**PROBLEM TO SOLVE:** Lines that contain "super": how many are there in the listing below? Answer with a number and nothing more.

*** MATERIAL TO PROCESS Section Begins ***

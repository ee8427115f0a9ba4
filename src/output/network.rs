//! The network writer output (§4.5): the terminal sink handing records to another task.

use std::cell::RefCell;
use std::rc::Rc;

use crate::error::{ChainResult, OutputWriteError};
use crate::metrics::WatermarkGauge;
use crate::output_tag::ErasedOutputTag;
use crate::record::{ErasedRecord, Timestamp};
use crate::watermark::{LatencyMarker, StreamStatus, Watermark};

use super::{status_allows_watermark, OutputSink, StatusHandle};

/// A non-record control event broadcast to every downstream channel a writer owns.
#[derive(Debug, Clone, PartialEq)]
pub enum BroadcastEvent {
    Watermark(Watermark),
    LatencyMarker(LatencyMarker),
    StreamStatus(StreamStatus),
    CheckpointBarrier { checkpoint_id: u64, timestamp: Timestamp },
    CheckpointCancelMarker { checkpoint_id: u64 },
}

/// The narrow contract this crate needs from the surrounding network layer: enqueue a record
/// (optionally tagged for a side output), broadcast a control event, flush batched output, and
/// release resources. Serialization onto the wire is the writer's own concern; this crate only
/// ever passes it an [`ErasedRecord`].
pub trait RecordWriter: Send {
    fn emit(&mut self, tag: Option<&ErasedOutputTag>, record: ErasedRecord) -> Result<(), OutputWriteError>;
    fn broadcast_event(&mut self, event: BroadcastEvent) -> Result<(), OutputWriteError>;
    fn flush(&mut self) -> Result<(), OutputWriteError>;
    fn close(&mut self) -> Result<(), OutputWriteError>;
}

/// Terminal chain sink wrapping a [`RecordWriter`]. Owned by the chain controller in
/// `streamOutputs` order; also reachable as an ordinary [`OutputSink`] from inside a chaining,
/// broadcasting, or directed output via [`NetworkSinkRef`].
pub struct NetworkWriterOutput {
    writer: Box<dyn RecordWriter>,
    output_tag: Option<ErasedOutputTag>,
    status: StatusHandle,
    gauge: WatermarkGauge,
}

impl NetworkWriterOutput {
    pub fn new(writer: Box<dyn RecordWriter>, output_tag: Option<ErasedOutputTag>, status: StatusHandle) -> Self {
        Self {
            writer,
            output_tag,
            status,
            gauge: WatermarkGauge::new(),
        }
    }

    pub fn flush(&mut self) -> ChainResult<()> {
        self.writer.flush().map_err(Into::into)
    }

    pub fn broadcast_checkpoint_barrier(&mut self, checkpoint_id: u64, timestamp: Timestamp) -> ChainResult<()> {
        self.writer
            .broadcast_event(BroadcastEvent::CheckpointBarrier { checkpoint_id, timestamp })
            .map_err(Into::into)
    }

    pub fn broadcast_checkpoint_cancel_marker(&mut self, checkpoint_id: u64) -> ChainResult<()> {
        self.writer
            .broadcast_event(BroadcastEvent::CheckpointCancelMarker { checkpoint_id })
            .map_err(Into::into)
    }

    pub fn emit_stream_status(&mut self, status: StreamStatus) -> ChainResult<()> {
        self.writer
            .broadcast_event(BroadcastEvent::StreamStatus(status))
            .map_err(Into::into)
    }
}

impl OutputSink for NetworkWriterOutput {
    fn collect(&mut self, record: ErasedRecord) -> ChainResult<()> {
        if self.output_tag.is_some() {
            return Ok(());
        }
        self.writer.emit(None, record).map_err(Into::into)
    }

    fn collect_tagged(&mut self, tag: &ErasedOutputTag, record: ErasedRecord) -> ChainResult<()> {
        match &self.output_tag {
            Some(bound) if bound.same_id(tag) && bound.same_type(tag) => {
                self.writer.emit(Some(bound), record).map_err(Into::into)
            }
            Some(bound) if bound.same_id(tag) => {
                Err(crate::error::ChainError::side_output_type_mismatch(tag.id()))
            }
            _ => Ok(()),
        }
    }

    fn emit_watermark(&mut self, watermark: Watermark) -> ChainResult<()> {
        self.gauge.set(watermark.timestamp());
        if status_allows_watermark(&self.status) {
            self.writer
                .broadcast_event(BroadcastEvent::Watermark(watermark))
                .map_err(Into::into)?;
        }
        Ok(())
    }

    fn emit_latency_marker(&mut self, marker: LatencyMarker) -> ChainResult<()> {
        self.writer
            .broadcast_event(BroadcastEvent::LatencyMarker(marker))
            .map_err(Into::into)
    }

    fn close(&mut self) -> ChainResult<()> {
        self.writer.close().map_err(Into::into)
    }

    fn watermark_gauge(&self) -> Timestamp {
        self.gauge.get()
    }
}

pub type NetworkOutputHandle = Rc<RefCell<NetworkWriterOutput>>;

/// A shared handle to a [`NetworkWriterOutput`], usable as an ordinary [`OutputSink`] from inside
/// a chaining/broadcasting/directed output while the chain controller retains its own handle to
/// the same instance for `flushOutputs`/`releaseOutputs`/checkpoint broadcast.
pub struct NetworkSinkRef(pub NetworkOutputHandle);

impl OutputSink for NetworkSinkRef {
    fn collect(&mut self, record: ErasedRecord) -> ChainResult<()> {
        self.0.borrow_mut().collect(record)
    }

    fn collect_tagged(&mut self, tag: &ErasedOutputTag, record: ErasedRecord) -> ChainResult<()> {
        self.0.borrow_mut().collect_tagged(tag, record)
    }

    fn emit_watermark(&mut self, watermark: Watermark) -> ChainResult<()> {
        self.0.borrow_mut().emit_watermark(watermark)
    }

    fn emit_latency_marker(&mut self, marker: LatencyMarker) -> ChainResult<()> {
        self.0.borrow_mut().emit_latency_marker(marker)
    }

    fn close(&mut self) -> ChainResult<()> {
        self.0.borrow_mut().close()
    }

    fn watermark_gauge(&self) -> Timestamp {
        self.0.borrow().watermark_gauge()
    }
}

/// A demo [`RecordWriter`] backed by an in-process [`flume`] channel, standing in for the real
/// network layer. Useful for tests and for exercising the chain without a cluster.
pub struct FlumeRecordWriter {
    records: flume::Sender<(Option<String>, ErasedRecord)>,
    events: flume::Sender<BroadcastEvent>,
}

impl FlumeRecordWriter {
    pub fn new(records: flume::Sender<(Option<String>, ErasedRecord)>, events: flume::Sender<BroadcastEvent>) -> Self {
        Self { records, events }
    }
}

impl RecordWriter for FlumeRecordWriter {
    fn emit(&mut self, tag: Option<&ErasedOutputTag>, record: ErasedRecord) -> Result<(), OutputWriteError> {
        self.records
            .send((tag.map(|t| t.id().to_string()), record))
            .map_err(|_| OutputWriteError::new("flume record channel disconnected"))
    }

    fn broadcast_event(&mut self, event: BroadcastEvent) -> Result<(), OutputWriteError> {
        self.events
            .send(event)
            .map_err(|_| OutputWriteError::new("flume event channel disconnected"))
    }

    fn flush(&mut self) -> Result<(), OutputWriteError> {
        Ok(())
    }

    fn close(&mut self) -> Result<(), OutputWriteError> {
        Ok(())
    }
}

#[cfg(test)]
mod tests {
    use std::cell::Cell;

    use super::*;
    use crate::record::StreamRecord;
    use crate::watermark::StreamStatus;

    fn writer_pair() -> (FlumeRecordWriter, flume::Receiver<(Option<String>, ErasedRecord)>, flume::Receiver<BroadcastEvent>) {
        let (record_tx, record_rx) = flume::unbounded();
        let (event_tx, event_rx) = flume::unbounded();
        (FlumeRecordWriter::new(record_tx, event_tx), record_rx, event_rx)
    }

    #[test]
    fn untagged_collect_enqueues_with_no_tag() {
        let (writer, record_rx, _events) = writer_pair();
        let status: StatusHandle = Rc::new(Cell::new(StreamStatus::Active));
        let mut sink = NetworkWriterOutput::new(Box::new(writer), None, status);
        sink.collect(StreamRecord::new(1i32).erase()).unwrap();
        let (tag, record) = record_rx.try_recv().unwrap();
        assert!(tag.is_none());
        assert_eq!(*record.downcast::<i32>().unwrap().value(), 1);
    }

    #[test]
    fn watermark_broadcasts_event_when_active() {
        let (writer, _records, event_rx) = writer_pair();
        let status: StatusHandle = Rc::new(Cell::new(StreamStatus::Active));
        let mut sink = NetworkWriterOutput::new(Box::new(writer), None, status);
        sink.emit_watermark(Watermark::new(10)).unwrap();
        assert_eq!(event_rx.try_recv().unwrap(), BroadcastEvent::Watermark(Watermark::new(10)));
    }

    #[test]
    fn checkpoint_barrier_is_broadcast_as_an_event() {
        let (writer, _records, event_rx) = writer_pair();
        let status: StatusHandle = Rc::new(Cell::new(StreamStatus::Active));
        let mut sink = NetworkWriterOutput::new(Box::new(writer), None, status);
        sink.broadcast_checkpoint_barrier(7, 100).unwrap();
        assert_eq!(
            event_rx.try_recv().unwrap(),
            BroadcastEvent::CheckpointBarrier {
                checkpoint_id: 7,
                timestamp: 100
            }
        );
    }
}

*** MATERIAL TO PROCESS Section Ends ***

**EXERCISE ANSWER:** 2